- _Instructions to follow_:
When a line below contains the string "PartialEq", show that line.
-- Listed entries follows --
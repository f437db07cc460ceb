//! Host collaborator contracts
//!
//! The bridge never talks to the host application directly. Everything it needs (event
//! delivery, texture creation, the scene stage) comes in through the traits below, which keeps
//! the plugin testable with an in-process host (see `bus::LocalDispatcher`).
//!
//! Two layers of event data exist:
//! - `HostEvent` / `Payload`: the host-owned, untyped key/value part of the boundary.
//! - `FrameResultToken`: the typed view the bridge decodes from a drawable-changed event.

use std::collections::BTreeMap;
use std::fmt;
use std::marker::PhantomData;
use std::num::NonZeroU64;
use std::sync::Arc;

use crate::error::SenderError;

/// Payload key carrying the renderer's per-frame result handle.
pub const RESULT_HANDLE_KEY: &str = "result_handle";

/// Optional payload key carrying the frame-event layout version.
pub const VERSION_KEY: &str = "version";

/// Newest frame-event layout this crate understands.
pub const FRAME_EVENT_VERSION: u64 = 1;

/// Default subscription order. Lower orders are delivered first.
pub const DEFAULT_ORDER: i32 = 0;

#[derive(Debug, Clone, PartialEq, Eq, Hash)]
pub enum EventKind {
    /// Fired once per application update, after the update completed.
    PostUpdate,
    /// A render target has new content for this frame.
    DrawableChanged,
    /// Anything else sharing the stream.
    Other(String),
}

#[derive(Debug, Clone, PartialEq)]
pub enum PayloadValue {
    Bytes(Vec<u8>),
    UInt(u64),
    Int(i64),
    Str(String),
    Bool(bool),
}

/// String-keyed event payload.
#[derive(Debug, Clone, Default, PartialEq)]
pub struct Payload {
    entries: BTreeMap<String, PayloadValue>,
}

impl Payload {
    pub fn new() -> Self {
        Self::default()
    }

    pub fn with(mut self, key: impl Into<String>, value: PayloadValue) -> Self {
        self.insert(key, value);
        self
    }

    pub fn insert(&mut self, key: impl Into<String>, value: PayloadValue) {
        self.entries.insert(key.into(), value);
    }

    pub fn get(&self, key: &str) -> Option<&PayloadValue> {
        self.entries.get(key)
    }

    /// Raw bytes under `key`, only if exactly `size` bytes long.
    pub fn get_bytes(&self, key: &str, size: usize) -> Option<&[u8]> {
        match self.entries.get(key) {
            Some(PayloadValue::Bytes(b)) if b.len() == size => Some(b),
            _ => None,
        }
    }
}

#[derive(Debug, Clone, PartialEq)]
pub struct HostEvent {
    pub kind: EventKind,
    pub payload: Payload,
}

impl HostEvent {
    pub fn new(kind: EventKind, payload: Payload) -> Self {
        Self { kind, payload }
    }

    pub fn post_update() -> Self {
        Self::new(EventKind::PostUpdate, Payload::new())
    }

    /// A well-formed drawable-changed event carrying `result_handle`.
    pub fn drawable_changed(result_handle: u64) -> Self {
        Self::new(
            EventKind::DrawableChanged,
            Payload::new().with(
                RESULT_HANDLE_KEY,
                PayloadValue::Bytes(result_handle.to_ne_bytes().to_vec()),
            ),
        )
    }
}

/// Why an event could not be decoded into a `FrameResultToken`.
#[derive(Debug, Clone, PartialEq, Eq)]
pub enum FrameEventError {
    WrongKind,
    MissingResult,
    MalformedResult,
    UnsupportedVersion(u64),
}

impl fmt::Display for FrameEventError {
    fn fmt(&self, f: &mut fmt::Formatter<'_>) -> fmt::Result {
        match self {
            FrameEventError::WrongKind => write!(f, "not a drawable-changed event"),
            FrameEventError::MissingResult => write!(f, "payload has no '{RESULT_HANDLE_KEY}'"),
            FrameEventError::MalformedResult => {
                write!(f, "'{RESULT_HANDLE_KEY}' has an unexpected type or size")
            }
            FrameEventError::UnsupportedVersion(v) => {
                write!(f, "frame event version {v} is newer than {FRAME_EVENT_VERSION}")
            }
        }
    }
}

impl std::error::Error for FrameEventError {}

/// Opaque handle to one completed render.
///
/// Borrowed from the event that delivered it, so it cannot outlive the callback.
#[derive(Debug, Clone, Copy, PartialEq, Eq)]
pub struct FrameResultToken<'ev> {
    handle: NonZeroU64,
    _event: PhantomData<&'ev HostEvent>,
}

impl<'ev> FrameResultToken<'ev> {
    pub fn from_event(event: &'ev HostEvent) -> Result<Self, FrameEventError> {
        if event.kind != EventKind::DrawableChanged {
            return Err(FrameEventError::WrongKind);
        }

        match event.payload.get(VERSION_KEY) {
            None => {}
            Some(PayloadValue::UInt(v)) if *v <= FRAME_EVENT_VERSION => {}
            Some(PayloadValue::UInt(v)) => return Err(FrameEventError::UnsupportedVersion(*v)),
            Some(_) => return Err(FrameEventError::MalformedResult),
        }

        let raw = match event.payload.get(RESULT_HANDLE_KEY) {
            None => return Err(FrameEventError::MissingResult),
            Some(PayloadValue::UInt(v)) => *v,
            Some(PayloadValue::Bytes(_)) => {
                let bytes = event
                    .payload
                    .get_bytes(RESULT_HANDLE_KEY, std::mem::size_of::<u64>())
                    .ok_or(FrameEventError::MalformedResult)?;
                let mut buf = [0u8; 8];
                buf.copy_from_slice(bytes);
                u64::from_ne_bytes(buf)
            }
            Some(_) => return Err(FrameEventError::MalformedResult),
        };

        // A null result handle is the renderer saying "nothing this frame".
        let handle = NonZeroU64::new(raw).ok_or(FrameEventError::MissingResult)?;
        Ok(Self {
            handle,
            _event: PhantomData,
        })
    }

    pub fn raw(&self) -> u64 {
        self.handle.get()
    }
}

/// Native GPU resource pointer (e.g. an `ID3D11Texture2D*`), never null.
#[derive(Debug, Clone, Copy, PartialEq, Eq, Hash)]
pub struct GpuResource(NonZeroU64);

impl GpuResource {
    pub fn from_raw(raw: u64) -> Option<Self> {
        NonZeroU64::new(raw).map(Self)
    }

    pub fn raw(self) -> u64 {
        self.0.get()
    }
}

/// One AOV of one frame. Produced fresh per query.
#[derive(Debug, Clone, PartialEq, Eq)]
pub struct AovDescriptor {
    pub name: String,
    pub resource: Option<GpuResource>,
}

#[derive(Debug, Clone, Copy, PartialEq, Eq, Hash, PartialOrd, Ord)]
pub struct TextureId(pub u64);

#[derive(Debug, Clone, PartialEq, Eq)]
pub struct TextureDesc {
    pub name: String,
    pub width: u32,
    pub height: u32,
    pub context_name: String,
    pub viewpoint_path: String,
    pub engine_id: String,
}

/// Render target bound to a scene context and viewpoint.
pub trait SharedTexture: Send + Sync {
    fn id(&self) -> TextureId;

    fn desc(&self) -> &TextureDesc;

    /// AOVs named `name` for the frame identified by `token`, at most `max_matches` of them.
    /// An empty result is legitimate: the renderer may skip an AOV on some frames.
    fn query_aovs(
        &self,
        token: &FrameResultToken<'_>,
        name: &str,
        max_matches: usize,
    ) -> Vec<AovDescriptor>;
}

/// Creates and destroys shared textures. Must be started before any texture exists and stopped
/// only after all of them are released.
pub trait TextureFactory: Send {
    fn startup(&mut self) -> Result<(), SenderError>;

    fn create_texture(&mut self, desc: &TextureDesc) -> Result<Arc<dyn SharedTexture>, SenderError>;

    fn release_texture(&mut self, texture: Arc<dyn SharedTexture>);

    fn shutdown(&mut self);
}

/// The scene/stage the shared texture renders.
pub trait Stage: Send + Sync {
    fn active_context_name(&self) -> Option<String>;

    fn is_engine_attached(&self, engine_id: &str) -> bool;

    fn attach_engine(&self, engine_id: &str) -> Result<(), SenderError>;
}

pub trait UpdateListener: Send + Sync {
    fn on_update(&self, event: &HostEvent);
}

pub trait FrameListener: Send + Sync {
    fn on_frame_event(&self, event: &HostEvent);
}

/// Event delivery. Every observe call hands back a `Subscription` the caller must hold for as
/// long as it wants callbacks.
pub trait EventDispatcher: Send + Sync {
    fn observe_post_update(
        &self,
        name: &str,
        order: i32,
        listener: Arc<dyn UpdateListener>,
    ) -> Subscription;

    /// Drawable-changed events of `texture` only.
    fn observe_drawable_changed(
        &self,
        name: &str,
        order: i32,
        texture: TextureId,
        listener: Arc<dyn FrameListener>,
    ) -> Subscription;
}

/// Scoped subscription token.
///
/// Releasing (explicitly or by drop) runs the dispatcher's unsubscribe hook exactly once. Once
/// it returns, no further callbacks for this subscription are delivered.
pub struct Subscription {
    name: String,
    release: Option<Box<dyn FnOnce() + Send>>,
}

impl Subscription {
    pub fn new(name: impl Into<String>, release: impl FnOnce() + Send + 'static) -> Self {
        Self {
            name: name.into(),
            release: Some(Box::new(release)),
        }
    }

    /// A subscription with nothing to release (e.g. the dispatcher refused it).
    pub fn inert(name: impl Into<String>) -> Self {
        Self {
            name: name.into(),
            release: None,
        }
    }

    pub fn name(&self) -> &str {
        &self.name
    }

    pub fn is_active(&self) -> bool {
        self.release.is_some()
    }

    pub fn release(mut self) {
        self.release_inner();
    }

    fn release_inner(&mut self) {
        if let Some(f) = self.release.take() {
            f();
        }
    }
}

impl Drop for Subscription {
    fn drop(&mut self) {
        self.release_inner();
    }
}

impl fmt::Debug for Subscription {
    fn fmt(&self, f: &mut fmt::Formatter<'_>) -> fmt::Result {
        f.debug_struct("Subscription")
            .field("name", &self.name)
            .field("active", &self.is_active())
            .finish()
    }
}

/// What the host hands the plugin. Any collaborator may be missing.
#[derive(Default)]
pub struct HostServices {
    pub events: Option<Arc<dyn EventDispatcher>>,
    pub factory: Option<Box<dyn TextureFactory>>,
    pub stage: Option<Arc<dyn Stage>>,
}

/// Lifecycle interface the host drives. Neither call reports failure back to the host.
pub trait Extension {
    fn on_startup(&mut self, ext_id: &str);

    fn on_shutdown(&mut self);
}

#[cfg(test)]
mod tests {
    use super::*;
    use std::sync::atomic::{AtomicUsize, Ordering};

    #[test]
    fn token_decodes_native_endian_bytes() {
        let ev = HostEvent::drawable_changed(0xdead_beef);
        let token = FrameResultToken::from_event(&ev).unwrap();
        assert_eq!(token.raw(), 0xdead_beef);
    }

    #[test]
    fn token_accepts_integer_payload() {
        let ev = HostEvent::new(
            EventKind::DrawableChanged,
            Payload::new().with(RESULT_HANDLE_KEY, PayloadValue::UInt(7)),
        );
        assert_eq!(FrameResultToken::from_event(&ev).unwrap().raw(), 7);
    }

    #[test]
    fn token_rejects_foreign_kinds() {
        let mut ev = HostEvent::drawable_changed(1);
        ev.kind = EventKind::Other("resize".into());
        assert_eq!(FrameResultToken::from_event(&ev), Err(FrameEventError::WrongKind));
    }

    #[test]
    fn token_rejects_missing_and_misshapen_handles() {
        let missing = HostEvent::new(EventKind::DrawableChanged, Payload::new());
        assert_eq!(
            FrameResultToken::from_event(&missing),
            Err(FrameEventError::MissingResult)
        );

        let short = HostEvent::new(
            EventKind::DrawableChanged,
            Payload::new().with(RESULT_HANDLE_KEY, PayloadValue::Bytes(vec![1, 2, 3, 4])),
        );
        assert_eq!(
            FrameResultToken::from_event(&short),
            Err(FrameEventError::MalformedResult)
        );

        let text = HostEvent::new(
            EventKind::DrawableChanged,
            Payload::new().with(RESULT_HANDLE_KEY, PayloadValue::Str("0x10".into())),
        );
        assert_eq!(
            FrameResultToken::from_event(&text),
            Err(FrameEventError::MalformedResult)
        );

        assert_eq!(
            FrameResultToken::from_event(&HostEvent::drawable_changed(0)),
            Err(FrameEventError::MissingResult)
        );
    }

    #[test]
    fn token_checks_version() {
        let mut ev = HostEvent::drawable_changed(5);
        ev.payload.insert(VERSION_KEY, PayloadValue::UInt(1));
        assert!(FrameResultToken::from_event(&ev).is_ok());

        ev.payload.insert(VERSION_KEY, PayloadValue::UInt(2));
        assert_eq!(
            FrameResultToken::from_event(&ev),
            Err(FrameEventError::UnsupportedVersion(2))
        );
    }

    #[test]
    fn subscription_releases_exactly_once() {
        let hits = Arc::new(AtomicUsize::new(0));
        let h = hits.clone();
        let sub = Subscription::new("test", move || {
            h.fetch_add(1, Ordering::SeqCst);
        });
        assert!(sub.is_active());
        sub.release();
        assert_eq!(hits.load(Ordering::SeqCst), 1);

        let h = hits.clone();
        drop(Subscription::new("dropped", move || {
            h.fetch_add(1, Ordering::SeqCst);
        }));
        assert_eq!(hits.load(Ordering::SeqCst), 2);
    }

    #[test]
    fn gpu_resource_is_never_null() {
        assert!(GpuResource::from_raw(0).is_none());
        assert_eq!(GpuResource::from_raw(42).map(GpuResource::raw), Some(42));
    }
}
-- Listed entries concluded --
- _Result_:
#[derive(Debug, Clone, PartialEq, Eq, Hash)]
#[derive(Debug, Clone, PartialEq)]
#[derive(Debug, Clone, Default, PartialEq)]
#[derive(Debug, Clone, PartialEq)]
#[derive(Debug, Clone, PartialEq, Eq)]
#[derive(Debug, Clone, Copy, PartialEq, Eq)]
#[derive(Debug, Clone, Copy, PartialEq, Eq, Hash)]
#[derive(Debug, Clone, PartialEq, Eq)]
#[derive(Debug, Clone, Copy, PartialEq, Eq, Hash, PartialOrd, Ord)]
#[derive(Debug, Clone, PartialEq, Eq)]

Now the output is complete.